Imagine you no longer feel like an ordinary girl, bland and vulnerable, but like a girl who is daring, an outsider, a risk-taker, one of the guys. This is why I tried it in the first place.
But why is a question junkies never ask. They know why. The question for a junkie, is why not? You have to have a very good reason to give up that rush. After all, you’ve come to love the ritual, even the smell of sulfur, the flame beneath the spoon. You love the liquid lightning that fills your veins and blossoms in your head. You love the dreams, more brilliant with color than anything you’ve seen in life: a car so red its edges are silver in the sunlight, poppies exploding into color, again and again and again, orange, purple, vermilion, the dark velvety center. And then the psychic numbness that envelops you for hours, where you have no worries, no fears, no anxieties, no guilt, no other desires.
So why is not the question. You may as well ask why people have sex—which, as we all know, can have as deadly side-effects as heroin.

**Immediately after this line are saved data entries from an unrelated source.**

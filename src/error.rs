//! Error kinds reported by pool operations.
//!
//! The pool never panics on its own error paths. Every fallible operation
//! either returns a raw pointer / negative status at the FFI-shaped
//! boundary (`Pool`) or a [`PoolError`] at the safe boundary (`safe_api`).

use std::fmt;

/// A pool error, classified into the four kinds a caller needs to
/// distinguish (precondition, capacity, fragmentation, bookkeeping).
#[derive(Debug, Clone, Copy, PartialEq, Eq)]
pub enum PoolError {
    /// A precondition on the inputs was violated: bad size, null pointer,
    /// destroying an uninitialized pool, zero product in zero-allocate.
    Precondition(PreconditionError),
    /// The request exceeds what the pool can ever satisfy, or the free
    /// list is currently empty.
    Capacity(CapacityError),
    /// No run of consecutive free blocks is long enough to satisfy a
    /// coalescing allocation.
    Fragmentation,
    /// A release (or reallocate) pointer does not match any descriptor
    /// on the allocated list: a foreign pointer, a double release, or
    /// an interior pointer into an existing span.
    Bookkeeping(BookkeepingError),
}

#[derive(Debug, Clone, Copy, PartialEq, Eq)]
pub enum PreconditionError {
    ZeroCapacity,
    BlockSizeNotSmallerThanCapacity,
    NullPointer,
    ZeroProduct,
    DestroyUninitialized,
    ZeroSizeReallocate,
}

#[derive(Debug, Clone, Copy, PartialEq, Eq)]
pub enum CapacityError {
    RequestExceedsPoolCapacity,
    FreeListExhausted,
}

#[derive(Debug, Clone, Copy, PartialEq, Eq)]
pub enum BookkeepingError {
    PointerNotAllocated,
}

impl PoolError {
    /// A short, stable classifier string, independent of `Display`'s
    /// exact wording (which is not part of the contract).
    pub fn as_str(self) -> &'static str {
        match self {
            PoolError::Precondition(PreconditionError::ZeroCapacity) => "zero capacity",
            PoolError::Precondition(PreconditionError::BlockSizeNotSmallerThanCapacity) => {
                "block size not smaller than capacity"
            }
            PoolError::Precondition(PreconditionError::NullPointer) => "null pointer",
            PoolError::Precondition(PreconditionError::ZeroProduct) => "zero product",
            PoolError::Precondition(PreconditionError::DestroyUninitialized) => {
                "destroy of uninitialized pool"
            }
            PoolError::Precondition(PreconditionError::ZeroSizeReallocate) => {
                "zero-size reallocate"
            }
            PoolError::Capacity(CapacityError::RequestExceedsPoolCapacity) => {
                "request exceeds pool capacity"
            }
            PoolError::Capacity(CapacityError::FreeListExhausted) => "free list exhausted",
            PoolError::Fragmentation => "no adequate contiguous run",
            PoolError::Bookkeeping(BookkeepingError::PointerNotAllocated) => {
                "pointer not on allocated list"
            }
        }
    }
}

impl fmt::Display for PoolError {
    fn fmt(&self, f: &mut fmt::Formatter<'_>) -> fmt::Result {
        write!(f, "allocator error: {}", self.as_str())
    }
}

impl std::error::Error for PoolError {}

/// Result alias used throughout the safe boundary.
pub type PoolResult<T> = Result<T, PoolError>;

I was sixteen when I started. Thin, thin, always dressed in jeans and a black t-shirt, hair long and wild, I imagined I was a bohemian. The rules didn’t apply to me. I didn’t have to attend school to get A’s and B’s. The year was 1970. Janis was still alive, I think, maybe even Morrison and Hendrix. The Civil Rights Bill was six years old. Watts had burned, so had Newark. John F. Kennedy, Martin Luther King, and Bobby Kennedy had all been killed. Vietnam was old news. The Cold War was simply a part of the landscape. We wanted out. Sometimes it seemed as if the world were falling apart. The center was not holding. We were kids, living in the borderlands of Arizona, in a town ringed by missiles. We couldn’t imagine a future. Instead, we shot dope. We ran it across the border. We were falling from idealism to despair. I’d fallen. Needle to the vein. My blond boyfriend from West Texas was threatening suicide and planes like dark predators were circling overhead.
By May of my twentieth year, I had not only grown up, I felt old. I had quit using every toxic substance I’d ever tried. This includes pot, hallucinogens, cocaine, speed and alcohol, none of which required any effort at all to quit, as well as the two that caused me difficulty, heroin and tobacco. I could claim that this makes me an expert, not only on addiction but on recovery, but I am ambivalent about everything: what constitutes addiction, whether physical addiction leads to psychological or visa versa, and whether or not people can be “cured.” Whether addiction is a disease—or a symptom. Part of me believes I was never addicted to anything—and that may be true. I started smoking at fourteen, for instance. Can I really say, that at twenty, I was addicted to nicotine? Likewise, even though I started using heroin at sixteen, I abstained for my entire senior year in high school—instead popping several Percodan every few hours. (My boyfriend, true to his Texan roots, was a Cowboy, but of the Drugstore variety.) Since I used opiates daily for only a few years of my life, was I truly an addict? Perhaps I was on the road to addiction and mercifully waylaid.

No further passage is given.